A Comissão de Constituição, Justiça e Cidadania (CCJ) do Senado Federal deu um passo decisivo para a proteção dos trabalhadores da linha de frente no Brasil. Foi aprovado o Projeto de Lei nº 2.672/2025, que endurece significativamente as punições e aumenta as penas para crimes cometidos contra profissionais das áreas de saúde e educação no exercício de suas funções.
O projeto, que agora segue para análise do Plenário, prevê o aumento de pena em até dois terços para crimes como lesão corporal, ameaça, incitação à violência e desacato praticados dentro de hospitais, postos de saúde e escolas. Em casos específicos, as punições aplicadas podem até dobrar.
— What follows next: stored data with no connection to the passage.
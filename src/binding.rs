use crate::config::BindingRules;
use crate::table::CellValue;

/// Maps a raw cell value to a color or text through a rule set.
pub trait BindingEvaluator {
    /// `None` when the rules yield nothing to show.
    fn evaluate(&self, value: &CellValue, rules: &BindingRules) -> Option<String>;
}

/// Exact value bindings win, then the highest numeric threshold not above
/// the value, then the unbounded default.
#[derive(Debug, Clone, Copy, Default)]
pub struct ThresholdEvaluator;

impl BindingEvaluator for ThresholdEvaluator {
    fn evaluate(&self, value: &CellValue, rules: &BindingRules) -> Option<String> {
        let text = value.to_string();
        let result = if let Some(b) = rules.bindings.iter().find(|b| b.value == text) {
            &b.result
        } else if let Some(v) = value.as_f64()
            && let Some(t) = rules
                .thresholds
                .iter()
                .filter(|t| t.value <= v)
                .max_by(|a, b| a.value.total_cmp(&b.value))
        {
            &t.result
        } else {
            &rules.unbounded
        };

        if result.is_empty() {
            None
        } else {
            Some(result.clone())
        }
    }
}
Para a presidente da ASTEGO Daniella Café, a aprovação na CCJ é um marco histórico, mas, acima de tudo, um socorro urgente a categorias que enfrentam rotinas de extrema vulnerabilidade.
Não podemos mais tolerar que médicos, enfermeiros, técnicos de imobilização e professores saiam de casa para salvar vidas ou educar e retornem machucados fisicamente ou psicologicamente, afirma a presidente.
Endurecer as penas não é apenas punir o agressor é criar uma barreira pedagógica e de respeito. Quem cuida da população também precisa ser protegido pelo Estado.
Daniella reforça que os profissionais de imobilização ortopédica, que lidam diretamente com o atendimento de traumas e urgências nos hospitais, frequentemente estão expostos a tensões extremas nas salas de gesso e prontos-socorros. Para a líder da categoria, o ambiente de trabalho precisa ser um local de cura e acolhimento, e não de medo.
De acordo com o relator do projeto no Senado, senador Dr. Hiran (PP-RR), o endurecimento penal serve para conter o sentimento de desamparo dessas categorias essenciais.